=== TASK PROMPT ===
Everything from the top of the data below through the line with "a region file." should be duplicated exactly, and nothing past it.

(DATA FOR PROCESSING begins)

use std::io::SeekFrom;
use std::path::Path;

use crate::{McError, McResult};
use crate::for_each_int_type;

/// A region file contains up to 1024 chunks, which is 32x32 chunks.
/// This struct represents a chunk coordinate within a region file.
/// The coordinate can be an absolute coordinate and it will be
/// normalized to relative coordinates.
#[derive(Clone, Copy, PartialEq, Eq, PartialOrd, Ord, Hash, Debug, Default)]
pub struct RegionCoord(u16);

impl RegionCoord {
	/// Create a new RegionCoord.
	/// The x and z will be mathematically transformed into relative coordinates.
	/// So if the coordinate given to `new()` is `(32, 32)`, the result will be
	/// `(0, 0)`.
	pub fn new(x: u16, z: u16) -> Self {
		let xmod = x & 31;
		let zmod = z & 31;
		Self(xmod | zmod.overflowing_shl(5).0)
	}

	/// The row-major slot index (`lx + lz*32`) in the header tables.
	pub fn index(&self) -> usize {
		self.0 as usize
	}

	pub fn x(&self) -> i32 {
		(self.0 & 31) as i32
	}

	pub fn z(&self) -> i32 {
		(self.0.overflowing_shr(5).0 & 31) as i32
	}

	pub fn tuple<T>(self) -> (T, T)
	where
	(T, T): From<Self> {
		self.into()
	}

	/// Get a [SeekFrom] value that can be used to seek to the location where
	/// this chunk's sector offset is stored in the sector offset table.
	pub fn sector_table_offset(&self) -> SeekFrom {
		SeekFrom::Start(self.0 as u64 * 4)
	}

	/// Get a [SeekFrom] value that can be used to seek to the location where
	/// this chunk's timestamp is stored in the timestamp table.
	pub fn timestamp_table_offset(&self) -> SeekFrom {
		SeekFrom::Start(self.0 as u64 * 4 + 4096)
	}
}

macro_rules! __regioncoord_impl {
	($type:ty) => {

		impl From<($type, $type)> for RegionCoord {
			fn from(value: ($type, $type)) -> Self {
				Self::new(value.0 as u16, value.1 as u16)
			}
		}

		impl From<$type> for RegionCoord {
			fn from(value: $type) -> Self {
				Self(value as u16)
			}
		}

		impl From<RegionCoord> for ($type, $type) {
			fn from(value: RegionCoord) -> Self {
				(value.x() as $type, value.z() as $type)
			}
		}

		impl From<RegionCoord> for $type {
			fn from(value: RegionCoord) -> Self {
				value.0 as $type
			}
		}
	};
}

for_each_int_type!(__regioncoord_impl);

impl<T: Into<RegionCoord> + Copy> From<&T> for RegionCoord {
    fn from(value: &T) -> Self {
		T::into(*value)
    }
}

impl std::fmt::Display for RegionCoord {
    fn fmt(&self, f: &mut std::fmt::Formatter<'_>) -> std::fmt::Result {
        write!(f, "({}, {})", self.x(), self.z())
    }
}

/// Recovers a region's grid coordinates from its filename. The final
/// path component must look like `r.<x>.<z>.<ext>`, where x and z are
/// signed decimal numbers. The extension is ignored and may be empty
/// (both `.mca` and the legacy `.mcr` pass through here), but the dot
/// terminating the z field must be present.
pub fn region_coords<P: AsRef<Path>>(path: P) -> McResult<(i32, i32)> {
	fn bad_path(path: &Path) -> McError {
		McError::BadPath(path.display().to_string())
	}
	let path = path.as_ref();
	let name = path.file_name()
		.and_then(|name| name.to_str())
		.ok_or_else(|| bad_path(path))?;
	let mut parts = name.split('.');
	match (parts.next(), parts.next(), parts.next(), parts.next()) {
		(Some("r"), Some(x), Some(z), Some(_ext)) => {
			let x = x.parse::<i32>().map_err(|_| bad_path(path))?;
			let z = z.parse::<i32>().map_err(|_| bad_path(path))?;
			Ok((x, z))
		}
		_ => Err(bad_path(path)),
	}
}

#[cfg(test)]
mod tests {
	use super::*;

	#[test]
	fn coord_normalization() {
		assert_eq!(RegionCoord::new(32, 32), RegionCoord::new(0, 0));
		let coord = RegionCoord::new(5, 9);
		assert_eq!(coord.x(), 5);
		assert_eq!(coord.z(), 9);
		assert_eq!(coord.index(), 5 + 9 * 32);
		assert_eq!(RegionCoord::from((31i32, 31i32)).index(), 1023);
	}

	#[test]
	fn filename_coords() {
		assert!(region_coords("").is_err());
		assert!(region_coords("r.1.2").is_err());
		assert_eq!(region_coords("r.1.2.").unwrap(), (1, 2));
		assert_eq!(region_coords("r.1.2.mca").unwrap(), (1, 2));
		assert_eq!(region_coords("r.1.2.mcr").unwrap(), (1, 2));
		assert_eq!(region_coords("r.-1.2.mca").unwrap(), (-1, 2));
		assert_eq!(region_coords("/a/b/r.-1.2.mca").unwrap(), (-1, 2));
		assert_eq!(region_coords("a/b/r.-1.2.mca").unwrap(), (-1, 2));
		assert!(region_coords("/a/b/x.-1.2.mca").is_err());
		assert!(region_coords("r.one.2.mca").is_err());
	}
}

(DATA FOR PROCESSING ends)

=== RESPONSE FOR THIS EXERCISE ===
use std::io::SeekFrom;
use std::path::Path;

use crate::{McError, McResult};
use crate::for_each_int_type;

/// A region file contains up to 1024 chunks, which is 32x32 chunks.
/// This struct represents a chunk coordinate within a region file.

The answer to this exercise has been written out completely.